The talk was not well attended. It seems cybersecurity is a lot like estate planning – no one likes to think about the inevitable – but life has a 100% mortality rate, and terrible risks like data breach or ransomware sometimes kill printing companies too.
“Your comments about data security in the printing industry are right on," an attendee said after the talk. "I came into the printing field from the highly regulated healthcare space. The data security practices in this industry are abysmal, just abysmal.”
Cyber creates complexity.
You probably have a router at home that somehow magically disperses an internet access signal through your castle. And being a well-read person, you probably know that one of the weak points in any network, at home or at work, are devices with default admin passwords that have never been changed. And further, you may know that routers and other device manufacturers often push out firmware updates to close a security loophole. Question is – and be honest, do you even know how to access the password on your home router, or have a clue how to update the firmware in that router? Me neither.

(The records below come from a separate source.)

//! Lint diagnostics for diagram documents.
//!
//! Reports structural issues without modifying the scene. Load and import
//! log every finding; nothing here is fatal because the scene tolerates
//! dangling references at draw and hit-test time.

use crate::id::Id;
use crate::model::EntityRef;
use crate::scene::SceneGraph;
use petgraph::algo::tarjan_scc;
use petgraph::graphmap::DiGraphMap;

// ─── Diagnostic types ────────────────────────────────────────────────────

/// Severity of a lint finding.
#[derive(Debug, Clone, Copy, PartialEq, Eq)]
pub enum LintSeverity {
    /// Breaks an invariant the editor relies on.
    Error,
    /// Tolerated, but probably a leftover from a hand-edited file.
    Warning,
}

/// A single lint diagnostic.
#[derive(Debug, Clone)]
pub struct LintDiagnostic {
    /// The entity this diagnostic refers to.
    pub subject: Id,
    /// Human-readable message.
    pub message: String,
    pub severity: LintSeverity,
    /// Short rule identifier (e.g. "dangling-connection").
    pub rule: &'static str,
}

// ─── Public API ───────────────────────────────────────────────────────────

/// Run all lint rules over the scene and return diagnostics.
#[must_use]
pub fn lint_document(scene: &SceneGraph) -> Vec<LintDiagnostic> {
    let mut diags = Vec::new();
    lint_dangling_connections(scene, &mut diags);
    lint_membership(scene, &mut diags);
    lint_port_ids(scene, &mut diags);
    lint_containment_cycles(scene, &mut diags);
    diags
}

// ─── Rules ────────────────────────────────────────────────────────────────

/// Connections whose node or port no longer exists are inert.
fn lint_dangling_connections(scene: &SceneGraph, diags: &mut Vec<LintDiagnostic>) {
    for conn in scene.connections.values() {
        for end in [conn.from, conn.to] {
            let problem = match scene.node(end.node) {
                None => Some(format!("node `{}`", end.node)),
                Some(n) if n.port(end.port).is_none() => Some(format!("port `{}`", end.port)),
                Some(_) => None,
            };
            if let Some(what) = problem {
                diags.push(LintDiagnostic {
                    subject: conn.id,
                    message: format!("Connection `{}` references missing {what}.", conn.id),
                    severity: LintSeverity::Warning,
                    rule: "dangling-connection",
                });
            }
        }
    }
}

/// Both sides of the parent/child relation must agree.
fn lint_membership(scene: &SceneGraph, diags: &mut Vec<LintDiagnostic>) {
    for group in scene.groups.values() {
        for child in &group.children {
            if !scene.contains(*child) {
                diags.push(LintDiagnostic {
                    subject: group.id,
                    message: format!("Group `{}` lists missing child `{}`.", group.id, child.id()),
                    severity: LintSeverity::Warning,
                    rule: "missing-child",
                });
            } else if scene.parent_of(*child) != Some(group.id) {
                diags.push(LintDiagnostic {
                    subject: child.id(),
                    message: format!(
                        "`{}` is listed in group `{}` but its parent is {:?}.",
                        child.id(),
                        group.id,
                        scene.parent_of(*child)
                    ),
                    severity: LintSeverity::Error,
                    rule: "membership-mismatch",
                });
            }
        }
    }

    let entities = scene
        .nodes
        .values()
        .map(|n| (EntityRef::Node(n.id), n.parent))
        .chain(scene.groups.values().map(|g| (EntityRef::Group(g.id), g.parent)));
    for (entity, parent) in entities {
        let Some(parent) = parent else { continue };
        match scene.group(parent) {
            None => diags.push(LintDiagnostic {
                subject: entity.id(),
                message: format!("`{}` points at missing parent group `{parent}`.", entity.id()),
                severity: LintSeverity::Warning,
                rule: "missing-parent",
            }),
            Some(g) if !g.has_child(entity) => diags.push(LintDiagnostic {
                subject: entity.id(),
                message: format!("`{}` names `{parent}` as parent but is not among its children.", entity.id()),
                severity: LintSeverity::Error,
                rule: "membership-mismatch",
            }),
            Some(_) => {}
        }
    }
}

/// Import and paste re-derive port ids from `{nodeId}-{name}`.
fn lint_port_ids(scene: &SceneGraph, diags: &mut Vec<LintDiagnostic>) {
    for node in scene.nodes.values() {
        for (_, port) in node.all_ports() {
            if port.id != Id::port(node.id, &port.name) {
                diags.push(LintDiagnostic {
                    subject: port.id,
                    message: format!(
                        "Port `{}` on `{}` should be `{}-{}`; connections to it will not survive import.",
                        port.id, node.id, node.id, port.name
                    ),
                    severity: LintSeverity::Warning,
                    rule: "port-id",
                });
            }
        }
    }
}

/// Group parent chains must be acyclic.
fn lint_containment_cycles(scene: &SceneGraph, diags: &mut Vec<LintDiagnostic>) {
    let mut graph: DiGraphMap<Id, ()> = DiGraphMap::new();
    for group in scene.groups.values() {
        graph.add_node(group.id);
        if let Some(parent) = group.parent.filter(|p| scene.groups.contains_key(p)) {
            graph.add_edge(parent, group.id, ());
        }
    }
    for component in tarjan_scc(&graph) {
        let cyclic = component.len() > 1 || graph.contains_edge(component[0], component[0]);
        if !cyclic {
            continue;
        }
        for id in &component {
            diags.push(LintDiagnostic {
                subject: *id,
                message: format!("Group `{id}` is its own ancestor."),
                severity: LintSeverity::Error,
                rule: "containment-cycle",
            });
        }
    }
}

#[cfg(test)]
mod tests {
    use super::*;
    use crate::model::{Connection, Endpoint, Group, Node, Side};

    fn rules(scene: &SceneGraph) -> Vec<&'static str> {
        lint_document(scene).into_iter().map(|d| d.rule).collect()
    }

    #[test]
    fn clean_scene_has_no_diags() {
        let mut scene = SceneGraph::new();
        scene.add_group(Group::new(Id::intern("lint_g"), 0.0, 0.0));
        let mut a = Node::new(Id::intern("lint_a"), 0.0, 0.0);
        a.parent = Some(Id::intern("lint_g"));
        a.add_port(Side::Right);
        let mut b = Node::new(Id::intern("lint_b"), 300.0, 0.0);
        b.add_port(Side::Left);
        scene.add_node(a);
        scene.add_node(b);
        scene.connect(
            Id::intern("lint_c"),
            Endpoint { node: Id::intern("lint_a"), port: Id::intern("lint_a-R1") },
            Endpoint { node: Id::intern("lint_b"), port: Id::intern("lint_b-L1") },
        );
        assert!(lint_document(&scene).is_empty());
    }

    #[test]
    fn dangling_connection() {
        let mut scene = SceneGraph::new();
        scene.add_node(Node::new(Id::intern("lint_only"), 0.0, 0.0));
        scene.add_connection(Connection::new(
            Id::intern("lint_dc"),
            Endpoint { node: Id::intern("lint_only"), port: Id::intern("lint_only-R9") },
            Endpoint { node: Id::intern("lint_gone"), port: Id::intern("lint_gone-L1") },
        ));
        assert_eq!(rules(&scene), vec!["dangling-connection", "dangling-connection"]);
    }

    #[test]
    fn membership_and_parent_rules() {
        let mut scene = SceneGraph::new();
        scene.add_group(Group::new(Id::intern("lint_m"), 0.0, 0.0));
        scene.add_node(Node::new(Id::intern("lint_stray"), 0.0, 0.0));
        let g = scene.group_mut(Id::intern("lint_m")).unwrap();
        g.children.push(EntityRef::Node(Id::intern("lint_stray")));
        g.children.push(EntityRef::Node(Id::intern("lint_nobody")));
        let mut lost = Node::new(Id::intern("lint_lost"), 0.0, 0.0);
        lost.parent = Some(Id::intern("lint_void"));
        scene.nodes.insert(lost.id, lost);

        assert_eq!(
            rules(&scene),
            vec!["membership-mismatch", "missing-child", "missing-parent"]
        );
    }

    #[test]
    fn bad_port_id() {
        let mut scene = SceneGraph::new();
        let mut n = Node::new(Id::intern("lint_p"), 0.0, 0.0);
        n.add_port(Side::Top);
        n.top_ports[0].id = Id::intern("random-token");
        scene.add_node(n);
        assert_eq!(rules(&scene), vec!["port-id"]);
    }

    #[test]
    fn containment_cycle() {
        let mut scene = SceneGraph::new();
        let mut a = Group::new(Id::intern("lint_ca"), 0.0, 0.0);
        let mut b = Group::new(Id::intern("lint_cb"), 0.0, 0.0);
        a.parent = Some(b.id);
        b.parent = Some(a.id);
        a.children.push(EntityRef::Group(b.id));
        b.children.push(EntityRef::Group(a.id));
        scene.groups.insert(a.id, a);
        scene.groups.insert(b.id, b);
        assert_eq!(rules(&scene), vec!["containment-cycle", "containment-cycle"]);
    }
}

Ever hear of a "Mouse-Jack" exploit? If you happen to be reading this on a laptop and are using a mouse, you are likely vulnerable, and fixing it creates complexity.
Scarlett O’Hara Syndrome and the illogical syllogism – What, Me worry?
It’s true that: Most SMB’s (globally) have suffered at least one data security incident.
It’s true that Frank Romano has written: Most printing companies (globally) are SMB’s.
Therefore: I have little risk. Gulp. Or as Scarlett said, “Oh Fiddle de dee, I’ll think about that, tomorrow.”
My nephew is my crackerjack cyber expert.
If you have one employee, one customer, one supplier, you have data, and that makes you a target.
You are, by definition, in the supply chain of most of your commercial printing clients. That makes you a target.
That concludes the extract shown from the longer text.